Corey's Homewk 6

5

Part B: Policies, Plans, and Risks

Policies and Security Plans

The security plans and policies are important for guiding how organizations information are safe from an authorized access. This policies and plans are designed for organization employees and guide the on what is needed of when using organization information technology infrastructure. The security polices lists and describe all the rules that these employees need to follow in an organization. On the other hand, the security plan stipulates the details on how the users implement the security policies (Lewis, 2017).

One of the concerns raised is the upload of video without the consent of the organization management as well as the creators. Therefore, one of the security policies is one state explicitly when one need to upload the videos from the organizations webcam mounted on the slopes.

The security plan will outline the policy implementation in the company. Devil’s Canyon guests will be required to sign the agreement in order to organization’s resources. The agreements form is an agreement that explains that guest can use and upload pictures and videos coming off the web cam. The policy will be critical when it comes to lawsuits that guest presents when they do not want their content to appear in the organization’s internet.

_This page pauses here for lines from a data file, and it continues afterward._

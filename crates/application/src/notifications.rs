//! In-memory toast queue.
//!
//! Holds the notifications a UI would render. Subscribed to the session's
//! error bus, it turns every [`ErrorEvent`] into an error toast.

use std::sync::Arc;
use std::sync::atomic::{AtomicU64, Ordering};
use std::time::Duration;

use parking_lot::Mutex;
use portal_domain::{ErrorEvent, Toast, ToastLevel};

use crate::events::ErrorListener;
use crate::ports::Clock;

/// Ordered queue of active toasts.
pub struct ToastQueue {
    toasts: Mutex<Vec<Toast>>,
    next_id: AtomicU64,
    clock: Arc<dyn Clock>,
}

impl ToastQueue {
    /// Creates an empty queue.
    pub fn new(clock: Arc<dyn Clock>) -> Self {
        Self {
            toasts: Mutex::new(Vec::new()),
            next_id: AtomicU64::new(0),
            clock,
        }
    }

    /// Queues a toast and returns its id.
    ///
    /// `duration` defaults to the level's default.
    pub fn add(
        &self,
        message: impl Into<String>,
        level: ToastLevel,
        duration: Option<Duration>,
    ) -> u64 {
        let id = self.next_id.fetch_add(1, Ordering::Relaxed);
        let toast = Toast {
            id,
            message: message.into(),
            level,
            duration: duration.unwrap_or_else(|| level.default_duration()),
            created_at: self.clock.now(),
        };
        self.toasts.lock().push(toast);
        id
    }

    /// Queues a success toast.
    pub fn success(&self, message: impl Into<String>) -> u64 {
        self.add(message, ToastLevel::Success, None)
    }

    /// Queues an error toast.
    pub fn error(&self, message: impl Into<String>) -> u64 {
        self.add(message, ToastLevel::Error, None)
    }

    /// Queues a warning toast.
    pub fn warning(&self, message: impl Into<String>) -> u64 {
        self.add(message, ToastLevel::Warning, None)
    }

    /// Queues an info toast.
    pub fn info(&self, message: impl Into<String>) -> u64 {
        self.add(message, ToastLevel::Info, None)
    }

    /// Removes a toast. Returns false if no toast had that id.
    pub fn remove(&self, id: u64) -> bool {
        let mut toasts = self.toasts.lock();
        let before = toasts.len();
        toasts.retain(|t| t.id != id);
        toasts.len() != before
    }

    /// Returns the queued toasts, oldest first.
    #[must_use]
    pub fn active(&self) -> Vec<Toast> {
        self.toasts.lock().clone()
    }

    /// Drops toasts whose visibility window has passed and returns how many
    /// were dropped.
    pub fn prune_expired(&self) -> usize {
        let now = self.clock.now();
        let mut toasts = self.toasts.lock();
        let before = toasts.len();
        toasts.retain(|t| !t.is_expired(now));
        before - toasts.len()
    }

    /// Returns the number of queued toasts.
    #[must_use]
    pub fn len(&self) -> usize {
        self.toasts.lock().len()
    }

    /// Returns true if nothing is queued.
    #[must_use]
    pub fn is_empty(&self) -> bool {
        self.toasts.lock().is_empty()
    }
}

impl ErrorListener for ToastQueue {
    fn on_error(&self, event: &ErrorEvent) {
        self.error(event.message.clone());
    }
}

impl std::fmt::Debug for ToastQueue {
    fn fmt(&self, f: &mut std::fmt::Formatter<'_>) -> std::fmt::Result {
        f.debug_struct("ToastQueue")
            .field("toasts", &*self.toasts.lock())
            .finish_non_exhaustive()
    }
}

#[cfg(test)]
mod tests {
    use super::*;
    use crate::events::ErrorBus;
    use chrono::{DateTime, Utc};
    use pretty_assertions::assert_eq;

    /// Clock that only moves when told to.
    struct ManualClock(Mutex<DateTime<Utc>>);

    impl ManualClock {
        fn advance(&self, by: chrono::Duration) {
            let mut now = self.0.lock();
            *now += by;
        }
    }

    impl Clock for ManualClock {
        fn now(&self) -> DateTime<Utc> {
            *self.0.lock()
        }
    }

    fn queue() -> (ToastQueue, Arc<ManualClock>) {
        let clock = Arc::new(ManualClock(Mutex::new(Utc::now())));
        (ToastQueue::new(clock.clone()), clock)
    }

    #[test]
    fn ids_are_sequential_from_zero() {
        let (queue, _) = queue();
        assert_eq!(queue.info("a"), 0);
        assert_eq!(queue.success("b"), 1);
        assert_eq!(queue.len(), 2);
    }

    #[test]
    fn levels_use_default_durations() {
        let (queue, _) = queue();
        queue.error("failed");
        queue.add("custom", ToastLevel::Warning, Some(Duration::from_secs(1)));

        let toasts = queue.active();
        assert_eq!(toasts[0].duration, Duration::from_secs(7));
        assert_eq!(toasts[1].duration, Duration::from_secs(1));
    }

    #[test]
    fn remove_by_id() {
        let (queue, _) = queue();
        let first = queue.info("a");
        queue.info("b");

        assert!(queue.remove(first));
        assert!(!queue.remove(first));
        assert_eq!(queue.active()[0].message, "b");
    }

    #[test]
    fn prune_drops_expired_toasts() {
        let (queue, clock) = queue();
        queue.success("saved");
        queue.error("failed");

        clock.advance(chrono::Duration::seconds(6));
        assert_eq!(queue.prune_expired(), 1);
        assert_eq!(queue.active()[0].level, ToastLevel::Error);

        clock.advance(chrono::Duration::seconds(1));
        assert_eq!(queue.prune_expired(), 1);
        assert!(queue.is_empty());
    }

    #[test]
    fn error_events_become_error_toasts() {
        let (queue, _) = queue();
        let queue = Arc::new(queue);
        let bus = ErrorBus::new();
        bus.subscribe(queue.clone());

        bus.publish(&ErrorEvent::api(404, "Article not found"));

        let toasts = queue.active();
        assert_eq!(toasts.len(), 1);
        assert_eq!(toasts[0].level, ToastLevel::Error);
        assert_eq!(toasts[0].message, "Article not found");
    }
}
//! Portal Domain - Core session types
//!
//! This crate defines the domain model for the Portal API session.
//! All types here are pure Rust with no I/O dependencies.

pub mod auth;
pub mod error;
pub mod event;
pub mod navigation;
pub mod notification;
pub mod request;
pub mod resource;
pub mod response;
pub mod settings;

pub use auth::{LoginRequest, LoginResponse, SessionState, bearer_value};
pub use error::{DomainError, DomainResult};
pub use event::{ErrorEvent, ErrorKind};
pub use navigation::{GuardDecision, NavigationEvent, NavigationRules};
pub use notification::{Toast, ToastLevel};
pub use request::{ApiRequest, HttpMethod, RequestBody};
pub use resource::ResourceKind;
pub use response::ApiResponse;
pub use settings::{ClientSettings, backend_origin_for_host};
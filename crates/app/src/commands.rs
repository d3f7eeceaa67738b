//! Command execution.

use std::sync::Arc;

use anyhow::Context as _;
use portal_application::{
    AuthService, AuthSession, ContentService, ErrorListener, HttpTransport, Navigator,
    TokenStorage, ToastQueue,
};
use portal_domain::{ApiRequest, ClientSettings, ErrorEvent, LoginRequest, RequestBody};
use portal_infrastructure::{
    FileTokenStore, HistoryNavigator, ReqwestTransport, SettingsLoader, SystemClock,
};
use serde_json::{Value, json};
use tracing::{info, warn};

use crate::cli::{Cli, Command};

/// Runs one command and prints its result as JSON.
pub async fn run(cli: Cli) -> anyhow::Result<()> {
    let client = Client::build(&cli).await?;
    let result = client.execute(cli.command).await;
    client.report();
    println!("{}", serde_json::to_string_pretty(&result?)?);
    Ok(())
}

/// A session plus the adapters the CLI inspects after a command.
pub struct Client {
    session: Arc<AuthSession>,
    navigator: Arc<HistoryNavigator>,
    toasts: Arc<ToastQueue>,
}

impl Client {
    async fn build(cli: &Cli) -> anyhow::Result<Self> {
        let mut loader = SettingsLoader::new();
        if let Some(path) = &cli.config {
            loader = loader.with_path(path);
        }
        let settings = loader.load().await.context("loading settings")?;

        let token_path = match &cli.token_file {
            Some(path) => path.clone(),
            None => FileTokenStore::default_path()
                .context("no config directory found; pass --token-file")?,
        };
        let transport = ReqwestTransport::new(&settings)?;

        Ok(Self::with_parts(
            settings,
            Arc::new(transport),
            Arc::new(FileTokenStore::new(token_path)),
            &cli.page,
        ))
    }

    fn with_parts(
        settings: ClientSettings,
        transport: Arc<dyn HttpTransport>,
        storage: Arc<dyn TokenStorage>,
        page: &str,
    ) -> Self {
        let navigator = Arc::new(HistoryNavigator::new(page));
        let session = Arc::new(AuthSession::new(
            settings,
            transport,
            storage,
            Arc::clone(&navigator) as Arc<dyn Navigator>,
        ));
        let toasts = Arc::new(ToastQueue::new(Arc::new(SystemClock::new())));

        session.errors().subscribe(Arc::new(|event: &ErrorEvent| {
            warn!(kind = %event.kind, status = ?event.status, message = %event.message, "api failure");
        }));
        session
            .errors()
            .subscribe(Arc::clone(&toasts) as Arc<dyn ErrorListener>);

        Self {
            session,
            navigator,
            toasts,
        }
    }

    async fn execute(&self, command: Command) -> anyhow::Result<Value> {
        let session = Arc::clone(&self.session);
        let value = match command {
            Command::Login {
                username,
                password,
                json,
            } => {
                let auth = AuthService::new(session);
                let credentials = LoginRequest::new(username, password);
                let login = if json {
                    auth.login(&credentials).await?
                } else {
                    auth.login_form(&credentials).await?
                };
                json!({ "token_type": login.token_type, "user": login.user })
            }
            Command::Logout => {
                AuthService::new(session).logout().await?;
                json!({ "logged_out": true })
            }
            Command::Me => AuthService::new(session).current_user().await?,
            Command::List { resource, query } => {
                let query: Vec<(&str, &str)> = query
                    .iter()
                    .map(|(k, v)| (k.as_str(), v.as_str()))
                    .collect();
                ContentService::new(session, resource).list(&query).await?
            }
            Command::Get { resource, id } => {
                ContentService::new(session, resource).get(&id).await?
            }
            Command::Delete { resource, id } => {
                ContentService::new(session, resource).delete(&id).await?;
                json!({ "deleted": id })
            }
            Command::Request { method, path, json } => {
                let mut request = ApiRequest::new(method, path);
                if let Some(body) = json {
                    request.body = RequestBody::Json(body);
                }
                let response = session.send(request).await?;
                let body = response
                    .json::<Value>()
                    .unwrap_or_else(|_| Value::String(response.body.clone()));
                json!({ "status": response.status, "body": body })
            }
        };
        Ok(value)
    }

    /// Prints the failures collected on the error bus and any forced
    /// navigation to stderr.
    fn report(&self) {
        for toast in self.toasts.active() {
            eprintln!("{}: {}", toast.level, toast.message);
        }
        let current = self.navigator.current_path();
        if current == self.session.rules().login_path() {
            info!(page = %current, "session ended");
            eprintln!("session expired; run `portal login <username> <password>`");
        }
    }
}

#[cfg(test)]
#[allow(clippy::unwrap_used)]
mod tests {
    use super::*;
    use async_trait::async_trait;
    use portal_application::{MemoryTokenStore, TransportError};
    use portal_domain::{ApiResponse, ResourceKind};
    use pretty_assertions::assert_eq;

    struct Fixed(u16, &'static str);

    #[async_trait]
    impl HttpTransport for Fixed {
        async fn send(&self, _request: &ApiRequest) -> Result<ApiResponse, TransportError> {
            Ok(ApiResponse::new(self.0, self.1))
        }
    }

    fn client(status: u16, body: &'static str, storage: Arc<dyn TokenStorage>) -> Client {
        Client::with_parts(
            ClientSettings::default(),
            Arc::new(Fixed(status, body)),
            storage,
            "/admin",
        )
    }

    #[tokio::test]
    async fn list_returns_decoded_body() {
        let client = client(200, r#"[{"id":1}]"#, Arc::new(MemoryTokenStore::new()));
        let value = client
            .execute(Command::List {
                resource: ResourceKind::Projects,
                query: Vec::new(),
            })
            .await
            .unwrap();

        assert_eq!(value, json!([{"id": 1}]));
    }

    #[tokio::test]
    async fn raw_request_keeps_non_json_body() {
        let client = client(200, "pong", Arc::new(MemoryTokenStore::new()));
        let value = client
            .execute(Command::Request {
                method: portal_domain::HttpMethod::Get,
                path: "/health".to_string(),
                json: None,
            })
            .await
            .unwrap();

        assert_eq!(value, json!({"status": 200, "body": "pong"}));
    }

    #[tokio::test]
    async fn expired_token_becomes_toast_and_login_redirect() {
        let dir = tempfile::tempdir().unwrap();
        let store = FileTokenStore::new(dir.path().join("tokens.json"));
        store.set("admin_token", "old").await.unwrap();
        let client = client(401, r#"{"detail":"Token expired"}"#, Arc::new(store));

        let result = client.execute(Command::Me).await;

        assert!(result.is_err());
        assert_eq!(client.navigator.current_path(), "/admin/login");
        let toasts = client.toasts.active();
        assert_eq!(toasts.len(), 1);
        assert_eq!(toasts[0].message, "Token expired");
        assert_eq!(client.session.token().await.unwrap(), None);
    }
}
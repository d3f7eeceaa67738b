//! Token storage port
//!
//! A process-wide key/value store for credentials, the equivalent of the
//! browser's local storage.

use async_trait::async_trait;

/// Errors that can occur while reading or writing tokens.
#[derive(Debug, Clone, thiserror::Error, PartialEq, Eq)]
pub enum StorageError {
    /// I/O error.
    #[error("I/O error: {0}")]
    Io(String),

    /// Serialization/deserialization error.
    #[error("Serialization error: {0}")]
    Serialization(String),
}

/// Key/value storage for session tokens.
#[async_trait]
pub trait TokenStorage: Send + Sync {
    /// Reads the value stored under `key`.
    async fn get(&self, key: &str) -> Result<Option<String>, StorageError>;

    /// Stores `value` under `key`, replacing any previous value.
    async fn set(&self, key: &str, value: &str) -> Result<(), StorageError>;

    /// Removes the value under `key`. Removing a missing key succeeds.
    async fn remove(&self, key: &str) -> Result<(), StorageError>;
}
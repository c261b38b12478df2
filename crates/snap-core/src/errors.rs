//! Cross-cutting error types for snapgen.
//!
//! Parser-specific errors live in `snap-parser` and rendering errors in
//! `snap-render`. Everything that stops a single component file from being
//! modelled converges here as [`CoreError`], which the batch driver logs and
//! skips.

use std::path::PathBuf;

use thiserror::Error;

/// Errors raised while turning one source file into a render model.
#[derive(Debug, Error)]
pub enum CoreError {
    /// The extractor could not recognize the file as a component definition.
    #[error("{path} is not a component: {message}")]
    Parse { path: PathBuf, message: String },

    /// The source file could not be read.
    #[error("failed to read {path}: {source}")]
    Io {
        path: PathBuf,
        #[source]
        source: std::io::Error,
    },
}

impl CoreError {
    /// Path of the file that failed.
    #[must_use]
    pub fn path(&self) -> &std::path::Path {
        match self {
            Self::Parse { path, .. } | Self::Io { path, .. } => path,
        }
    }
}
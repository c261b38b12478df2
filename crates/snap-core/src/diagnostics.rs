//! Advisory diagnostics collected while building a render model.
//!
//! None of these stop generation. The builder records them in an injected
//! [`Diagnostics`] value; the caller decides how to surface them.

use std::fmt;
use std::path::PathBuf;

/// A non-fatal finding about one component file.
#[derive(Debug, Clone, PartialEq, Eq)]
pub enum Diagnostic {
    /// The component declares no props.
    MissingProps { component: String, path: PathBuf },
    /// A prop has no type information; it is treated as `string`.
    MissingType {
        prop: String,
        component: String,
        path: PathBuf,
    },
    /// A prop has no declared default; a fake value was synthesized.
    MissingDefault {
        prop: String,
        component: String,
        path: PathBuf,
    },
}

impl Diagnostic {
    /// Name of the prop concerned, if the diagnostic is about one prop.
    #[must_use]
    pub fn prop(&self) -> Option<&str> {
        match self {
            Self::MissingProps { .. } => None,
            Self::MissingType { prop, .. } | Self::MissingDefault { prop, .. } => Some(prop),
        }
    }
}

impl fmt::Display for Diagnostic {
    fn fmt(&self, f: &mut fmt::Formatter<'_>) -> fmt::Result {
        match self {
            Self::MissingProps { component, path } => {
                write!(f, "no props found in {component} at {}", path.display())
            }
            Self::MissingType {
                prop,
                component,
                path,
            } => write!(
                f,
                "propType not set for {prop} in {component} at {}, consider setting it in propTypes",
                path.display()
            ),
            Self::MissingDefault {
                prop,
                component,
                path,
            } => write!(
                f,
                "defaultProps value not set for {prop} in {component} at {}, generated fake data instead",
                path.display()
            ),
        }
    }
}

/// Collector passed explicitly into the metadata builder.
#[derive(Debug, Default)]
pub struct Diagnostics {
    items: Vec<Diagnostic>,
}

impl Diagnostics {
    #[must_use]
    pub fn new() -> Self {
        Self::default()
    }

    pub fn push(&mut self, diagnostic: Diagnostic) {
        self.items.push(diagnostic);
    }

    #[must_use]
    pub fn items(&self) -> &[Diagnostic] {
        &self.items
    }

    #[must_use]
    pub fn len(&self) -> usize {
        self.items.len()
    }

    #[must_use]
    pub fn is_empty(&self) -> bool {
        self.items.is_empty()
    }

    /// Take every collected diagnostic, leaving the collector empty.
    pub fn drain(&mut self) -> std::vec::Drain<'_, Diagnostic> {
        self.items.drain(..)
    }
}
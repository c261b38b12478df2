//! The seam between the metadata builder and a component documentation parser.

use std::path::Path;

use crate::descriptor::ComponentDoc;

/// Turns the text of one source file into a [`ComponentDoc`].
///
/// Implementations fail when the file is not recognizable as a component
/// definition. The builder reports that failure for this file only.
pub trait PropExtractor {
    type Error: std::error::Error + Send + Sync + 'static;

    /// Extract the component documented in `source`, read from `path`.
    ///
    /// # Errors
    /// Returns `Self::Error` when no component definition can be found.
    fn extract(&self, source: &str, path: &Path) -> Result<ComponentDoc, Self::Error>;
}

impl<T: PropExtractor + ?Sized> PropExtractor for &T {
    type Error = T::Error;

    fn extract(&self, source: &str, path: &Path) -> Result<ComponentDoc, Self::Error> {
        (**self).extract(source, path)
    }
}
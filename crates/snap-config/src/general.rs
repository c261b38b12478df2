//! General generation settings.

use serde::{Deserialize, Serialize};

fn default_components_path() -> String {
    "./".to_string()
}

fn default_extensions() -> Vec<String> {
    vec!["js".to_string()]
}

const fn default_skip_tests() -> bool {
    true
}

#[derive(Debug, Clone, Deserialize, Serialize)]
pub struct GeneralConfig {
    /// Root directory scanned for components; also the prompt default.
    #[serde(default = "default_components_path")]
    pub components_path: String,

    /// Run generated files through the formatter.
    #[serde(default)]
    pub prettify: bool,

    /// Custom template path; empty means the builtin template.
    #[serde(default)]
    pub template: String,

    /// File extensions (without dot) treated as component sources.
    #[serde(default = "default_extensions")]
    pub extensions: Vec<String>,

    /// Leave `*.test.*`, `*.spec.*` and `__tests__` alone.
    #[serde(default = "default_skip_tests")]
    pub skip_tests: bool,
}

impl Default for GeneralConfig {
    fn default() -> Self {
        Self {
            components_path: default_components_path(),
            prettify: false,
            template: String::new(),
            extensions: default_extensions(),
            skip_tests: default_skip_tests(),
        }
    }
}

impl GeneralConfig {
    /// Custom template path, if one is configured.
    pub fn template_path(&self) -> Option<&str> {
        let trimmed = self.template.trim();
        (!trimmed.is_empty()).then_some(trimmed)
    }
}

#[cfg(test)]
mod tests {
    use super::*;

    #[test]
    fn defaults_are_correct() {
        let config = GeneralConfig::default();
        assert_eq!(config.components_path, "./");
        assert!(!config.prettify);
        assert!(config.template.is_empty());
        assert_eq!(config.extensions, ["js"]);
        assert!(config.skip_tests);
    }

    #[test]
    fn blank_template_means_builtin() {
        let mut config = GeneralConfig::default();
        assert_eq!(config.template_path(), None);
        config.template = "  ".into();
        assert_eq!(config.template_path(), None);
        config.template = "templates/custom.tera".into();
        assert_eq!(config.template_path(), Some("templates/custom.tera"));
    }
}
//! # snap-config
//!
//! Layered configuration loading for snapgen using figment.
//!
//! Configuration sources (in priority order, highest wins):
//! 1. Environment variables (`SNAPGEN_*` prefix, `__` as separator)
//! 2. Project-level `./snapgen.toml`
//! 3. User-level `~/.config/snapgen/config.toml`
//! 4. Built-in defaults
//!
//! # Environment Variable Mapping
//!
//! Figment maps `SNAPGEN_GENERAL__PRETTIFY` -> `general.prettify`,
//! `SNAPGEN_FORMATTER__COMMAND` -> `formatter.command`, etc.
//!
//! # Usage
//!
//! ```no_run
//! use snap_config::SnapConfig;
//!
//! let config = SnapConfig::load_with_dotenv().expect("config");
//! config.validate().expect("valid config");
//! let catalog = config.catalog();
//! println!("{} fixture types", catalog.len());
//! ```

mod error;
mod fixtures;
mod formatter;
mod general;

pub use error::ConfigError;
pub use fixtures::FixtureEntry;
pub use formatter::FormatterConfig;
pub use general::GeneralConfig;

use figment::{
    Figment,
    providers::{Env, Format, Serialized, Toml},
};
use serde::{Deserialize, Serialize};
use snap_core::{DomainFixture, FixtureCatalog};
use std::path::PathBuf;

/// Project-local config file name, looked up in the current directory.
pub const PROJECT_CONFIG_FILE: &str = "snapgen.toml";

#[derive(Debug, Clone, Default, Deserialize, Serialize)]
pub struct SnapConfig {
    #[serde(default)]
    pub general: GeneralConfig,
    #[serde(default)]
    pub formatter: FormatterConfig,
    #[serde(default)]
    pub fixtures: Vec<FixtureEntry>,
}

impl SnapConfig {
    /// Load configuration from all sources (TOML files + environment variables).
    ///
    /// Does NOT call `dotenvy`; use [`Self::load_with_dotenv`] for `.env` support.
    pub fn load() -> Result<Self, ConfigError> {
        Self::figment().extract().map_err(ConfigError::from)
    }

    /// Load configuration after reading `.env` from the current directory.
    pub fn load_with_dotenv() -> Result<Self, ConfigError> {
        let _ = dotenvy::dotenv();
        Self::load()
    }

    /// Build the figment provider chain.
    ///
    /// Public so callers and tests can add providers on top.
    pub fn figment() -> Figment {
        let mut figment = Figment::from(Serialized::defaults(Self::default()));

        if let Some(global_path) = Self::global_config_path()
            && global_path.exists()
        {
            figment = figment.merge(Toml::file(global_path));
        }

        let local_path = PathBuf::from(PROJECT_CONFIG_FILE);
        if local_path.exists() {
            figment = figment.merge(Toml::file(local_path));
        }

        figment.merge(Env::prefixed("SNAPGEN_").split("__"))
    }

    /// Reject values that would make every run fail.
    pub fn validate(&self) -> Result<(), ConfigError> {
        if self.general.extensions.iter().all(|e| e.trim().is_empty()) {
            return Err(ConfigError::InvalidValue {
                field: "general.extensions".into(),
                reason: "at least one file extension is required".into(),
            });
        }
        if self.general.prettify && self.formatter.command.trim().is_empty() {
            return Err(ConfigError::InvalidValue {
                field: "formatter.command".into(),
                reason: "a formatter command is required when prettify is enabled".into(),
            });
        }
        for (index, entry) in self.fixtures.iter().enumerate() {
            if [&entry.type_name, &entry.identifier, &entry.path]
                .iter()
                .any(|value| value.trim().is_empty())
            {
                return Err(ConfigError::InvalidValue {
                    field: format!("fixtures[{index}]"),
                    reason: "type_name, identifier and path must not be empty".into(),
                });
            }
        }
        Ok(())
    }

    /// The builtin fixture catalog extended with configured entries.
    pub fn catalog(&self) -> FixtureCatalog {
        FixtureCatalog::builtin().with_entries(self.fixtures.iter().map(DomainFixture::from))
    }

    /// Extensions without a leading dot.
    pub fn extensions(&self) -> Vec<String> {
        self.general
            .extensions
            .iter()
            .map(|e| e.trim().trim_start_matches('.').to_string())
            .filter(|e| !e.is_empty())
            .collect()
    }

    fn global_config_path() -> Option<PathBuf> {
        dirs::config_dir().map(|p| p.join("snapgen").join("config.toml"))
    }
}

Devil’s Canyon Security Roles and Safeguards

The security plans that the Devil’s Canyon will implement will be critical in addressing the security roles and safeguards. The security role as per the plans will defines the users of the systems and their levels of access. This practice is critical for identifying users or guest in different levels and their roles explicitly. The organization will also create roles and explicitly state the individuals who will get access to the organization’s data. The organizations categorize the safeguards in two forms: human and physical safeguards (Lewis, 2017). Devil’s Canyon will define and assign human safeguards with the aim of preventing the human-originating security malpractices. On the other the physical safeguards will define those forms that will be needed to protect the system’s user’s rights, which include their information and other personal content such as their pictures and videos. The organization will let the users of the presents of webcam and the posting of their information in other sites such as social media.

Security Risks and Threats

Most organization have had to suffer much from the security risk and threats. Most of the threat and risk happening in the organization target the most crucial resource: data. Devil’s Canyon will ensure that there are minimal risks; therefore, the organization will few loopholes of security risk (McIlwraith, 2021). The organization will create action plan to cover its defenses. The following are five possible security risk that the company is anticipated to face:

1. The systems failure that could happen both internally and external and that have possibility of creating vulnerabilities that cyber criminals’ can exploit to access organization’s critical information.

2. Unclear Security compliance that does not explicitly state how it can offer security protection in the organization.

3. Missing cyber security policy that guides guest and users on how to safeguard their information and the organizational information from illegal and an authorized access by the cyber criminals (Routledge et al., 2017).

Human errors that come with lack of knowledge on how to protect the users’ information and sometimes some of the employees aid criminal activities by helping attackers access important information in the organization (Tabrizchi, & Kuchaki, 2020).

4. Missing incident response and recovery plan. The organization should have incident response and recovery plans put in place. The plans should state explicitly how an organization response to incidences that could lead the organization into exposing it critical information or incidence that could create loopholes that cyber criminals could exploit.

Conclusion

Devil’s Canyon is very cognizant of the information security and takes the matter to ensures that organizational information is safeguarded. The organization has ensured that there is a guaranteed security for the users’ critical contents valuable to other non-authorized individuals. It plans to ensures that users are protected from any type of threat and risk that could leak or expose users’ information to adversaries. Therefore, it has planned on implementing security plans and safeguards. Also, it has put in place incidence response and recovery plans that will guard and protect information resources minimizing information security risks and threats.

References

Lewis, K. (2017). Security Policies and Plans Development. In Computer and Information Security Handbook (pp. 565-570). Morgan Kaufmann.

McIlwraith, A. (2021). Information security and employee behaviour: how to reduce risk through employee education, training and awareness.

Routledge.Williams, T. A., Gruber, D. A., Sutcliffe, K. M., Shepherd, D. A., & Zhao, E. Y. (2017). Organizational response to adversity: Fusing crisis management and resilience research streams. Academy of Management Annals, 11(2), 733-769.

Tabrizchi, H., & Kuchaki Rafsanjani, M. (2020). A survey on security challenges in cloud computing: issues, threats, and solutions. The journal of supercomputing, 76(12), 9493-9532.